Questo diluvio di informazioni e la presenza sui social o sui media di post, storie, articoli e tweet distorti, tendenziosi o semplicemente falsi, spinge molti a trascurare del tutto la verifica delle informazioni per gli sforzi e costi necessari a interpretare le notizie, discernendo quelle vere da quelle false. Il modello mostra come, in un contesto come questo, accadano tre cose: i prezzi si "sganciano" via via dai fondamentali dell'economia e diventano meno significativi (ad esempio, a un prezzo alto non corrisponde alta qualità e viceversa); in secondo luogo, c’è un calo generalizzato dei prezzi delle attività economiche e finanziarie perché una specie di nebbia informativa avvolge il vero valore dei titoli, e alimenta la sensazione che investire sia eccessivamente rischioso.
Infine, molti agenti si limitano a usare strategie d'acquisto semplici, senza alcuna pianificazione a lungo termine (ad esempio, facendosi influenzare da trend episodici e altri "miraggi" intravisti osservando la serie storica dei prezzi). L'interazione fra trader in presenza di fake news può quindi portare a distorsioni di mercato o a quello che vengono definite oscillazioni caotiche endogene, cioè a fluttuazioni violente e imprevedibili dei prezzi che non sono determinate da effettivi cambiamenti dello stato dell'economia ma solo dal comportamento "meccanico" di agenti che finiscono per trascurare analisi accurate e, per cosi' dire, improvvisano il trading.
È importante notare che questi effetti tossici non si nutrono esclusivamente di fake news catastrofiste. Paradossalmente, anche notizie esageratamente buone o favorevolmente di parte, accrescono le voci che avvolgono il titolo e finiscono per produrre confusione. Come ben noto, la finanza è sensibile al rischio; essere inondati di stimoli vari, anche positivi, semina dubbi se le notizie, come accade con sempre maggiore frequenza, non sono facilmente verificabili e interpretabili. Il modello mostra, inoltre, un altro effetto interessante.
Poniamo che un titolo sia correttamente valutato dal mercato e che si scateni una campagna di voci che lo coinvolge. Se da un lato è naturale attendersi che il prezzo ne risenta, si potrebbe pensare che tutto dovrebbe tornare alla normalità una volta cessato l'afflusso di fake news.
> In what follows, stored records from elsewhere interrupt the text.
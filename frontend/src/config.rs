use common::config::ClientConfig;

/// Configuration baked in at build time. `KEEPDM_API_URL` and
/// `KEEPDM_REQUEST_TIMEOUT_MS` override the defaults when set.
pub fn load() -> ClientConfig {
    ClientConfig::from_overrides(option_env!("KEEPDM_API_URL"), option_env!("KEEPDM_REQUEST_TIMEOUT_MS"))
}
//! Platform-independent core of the KeepDM client: API models and payloads,
//! session and routing policy, widget validation and the dashboard workspace,
//! and the pure half of every renderer.

pub mod config;
pub mod dates;
pub mod error;
pub mod export;
pub mod forms;
pub mod layout;
pub mod model;
pub mod preview;
pub mod requests;
pub mod routing;
pub mod session;
pub mod status;
pub mod theme;
pub mod upload;
pub mod validation;
pub mod widgets;
pub mod workspace;
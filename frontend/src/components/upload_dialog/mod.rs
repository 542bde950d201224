//! Upload dialog: pick a template, pick a spreadsheet, send both.
//!
//! Responsibilities
//! - Load the user's templates every time the dialog opens.
//! - Reject files that are not Excel or CSV before any request is made.
//! - Post the file as multipart form data and report the outcome with a toast.
//! - Notify the parent on success so it can refresh its list.

use yew::prelude::*;

mod messages;
mod props;
mod state;
mod update;
mod view;

pub use messages::Msg;
pub use props::UploadDialogProps;
pub use state::UploadDialog;

impl Component for UploadDialog {
    type Message = Msg;
    type Properties = UploadDialogProps;

    fn create(ctx: &Context<Self>) -> Self {
        let dialog = UploadDialog::new();
        if ctx.props().open {
            ctx.link().send_message(Msg::LoadTemplates);
        }
        dialog
    }

    fn update(&mut self, ctx: &Context<Self>, msg: Self::Message) -> bool {
        update::update(self, ctx, msg)
    }

    fn changed(&mut self, ctx: &Context<Self>, old_props: &Self::Properties) -> bool {
        if ctx.props().open && !old_props.open {
            self.reset();
            ctx.link().send_message(Msg::LoadTemplates);
        }
        true
    }

    fn view(&self, ctx: &Context<Self>) -> Html {
        view::view(self, ctx)
    }
}
//! `localStorage` access: the credential slot behind the session and the
//! theme preference.

use std::rc::Rc;

use common::session::{CredentialStore, MemoryCredentialStore, Session};
use common::theme::Theme;
use web_sys::Storage;

fn local_storage() -> Option<Storage> {
    web_sys::window().and_then(|w| w.local_storage().ok().flatten())
}

/// Credential store over one `localStorage` key.
pub struct LocalCredentialStore {
    key: String,
}

impl CredentialStore for LocalCredentialStore {
    fn load(&self) -> Option<String> {
        local_storage().and_then(|s| s.get_item(&self.key).ok().flatten())
    }

    fn save(&self, token: &str) {
        if let Some(storage) = local_storage() {
            let _ = storage.set_item(&self.key, token);
        }
    }

    fn remove(&self) {
        if let Some(storage) = local_storage() {
            let _ = storage.remove_item(&self.key);
        }
    }
}

/// Session backed by `localStorage`, or by memory when storage is blocked.
pub fn browser_session(key: &str) -> Session {
    if local_storage().is_some() {
        Session::new(Rc::new(LocalCredentialStore { key: key.to_string() }))
    } else {
        gloo_console::warn!("localStorage no disponible; la sesión no se conservará");
        Session::new(Rc::new(MemoryCredentialStore::default()))
    }
}

pub fn load_theme(key: &str) -> Theme {
    let stored = local_storage().and_then(|s| s.get_item(key).ok().flatten());
    Theme::from_stored(stored.as_deref())
}

pub fn save_theme(key: &str, theme: Theme) {
    if let Some(storage) = local_storage() {
        let _ = storage.set_item(key, theme.as_str());
    }
}

/// Sets the `dark` class on the root element to match `theme`.
pub fn apply_theme(theme: Theme) {
    let root = web_sys::window()
        .and_then(|w| w.document())
        .and_then(|d| d.document_element());
    if let Some(root) = root {
        let classes = root.class_list();
        let _ = match theme {
            Theme::Dark => classes.add_1("dark"),
            Theme::Light => classes.remove_1("dark"),
        };
    }
}
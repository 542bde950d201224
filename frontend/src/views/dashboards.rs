use yew::platform::spawn_local;
use yew::prelude::*;
use yew_router::prelude::*;

use common::dates::format_date;
use common::error::ApiError;
use common::model::dashboard::Dashboard;
use common::status::LoadState;

use crate::api::{self, dashboards};
use crate::helpers::{icon, page_header, placeholder};
use crate::routes::Route;

pub enum Msg {
    Loaded(Result<Vec<Dashboard>, ApiError>),
}

pub struct Dashboards {
    dashboards: LoadState<Vec<Dashboard>>,
}

impl Component for Dashboards {
    type Message = Msg;
    type Properties = ();

    fn create(ctx: &Context<Self>) -> Self {
        if let Some(client) = api::client_from(ctx) {
            let link = ctx.link().clone();
            spawn_local(async move {
                link.send_message(Msg::Loaded(dashboards::list(&client).await));
            });
        }
        Self {
            dashboards: LoadState::Loading,
        }
    }

    fn update(&mut self, _ctx: &Context<Self>, msg: Self::Message) -> bool {
        match msg {
            Msg::Loaded(result) => {
                self.dashboards = LoadState::from_result(result);
                true
            }
        }
    }

    fn view(&self, _ctx: &Context<Self>) -> Html {
        let actions = html! {
            <Link<Route> classes="btn btn-primary" to={Route::Upload}>
                { icon("add") }{"Crear Dashboard"}
            </Link<Route>>
        };
        let body = match &self.dashboards {
            LoadState::Loading => placeholder("Cargando dashboards..."),
            LoadState::Failed(err) => placeholder(err),
            LoadState::Ready(list) if list.is_empty() => empty_state(),
            LoadState::Ready(list) => html! {
                <div class="card-grid">
                    { for list.iter().map(dashboard_card) }
                </div>
            },
        };

        html! {
            <section class="page">
                { page_header("Dashboards", Some("Tus tableros de visualización"), actions) }
                { body }
            </section>
        }
    }
}

fn dashboard_card(dashboard: &Dashboard) -> Html {
    html! {
        <Link<Route> classes="card card-link" to={Route::DashboardDetail { id: dashboard.id.clone() }}>
            <div class="card-title">{ icon("dashboard") }<h3>{ dashboard.name.clone() }</h3></div>
            <p class="muted">{ format!("{} widgets", dashboard.widgets.len()) }</p>
            <p class="muted small">{ format!("Creado el {}", format_date(&dashboard.created_at)) }</p>
        </Link<Route>>
    }
}

fn empty_state() -> Html {
    html! {
        <div class="empty-state">
            { icon("dashboard") }
            <h3>{"No tienes dashboards"}</h3>
            <p class="muted">{"Sube un archivo y crea tu primer dashboard a partir de él."}</p>
            <Link<Route> classes="btn btn-primary" to={Route::Upload}>{"Crear Dashboard"}</Link<Route>>
        </div>
    }
}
Ma non è affatto così: ci sono situazioni in cui l'instabilità che è stata indotta diventa permanente e il prezzo, che prima era stabile, inizia a oscillare anche in assenza di notizie. È come se gli agenti fossero stati infettati dal dubbio, e il trauma non passasse nemmeno dopo che il virus non si diffonde più. La pericolosità delle fake news o di un eccesso di "notizie" di scarsa qualità produce effetti difficili da rimuovere, perché dare ulteriori informazioni agli agenti sull'attendibilità di quanto leggono aumenta ancor di più il carico di informazioni da digerire e, perversamente, potrebbe addirittura peggiorare le cose in assenza di un'accurata pianificazione dell'intervento.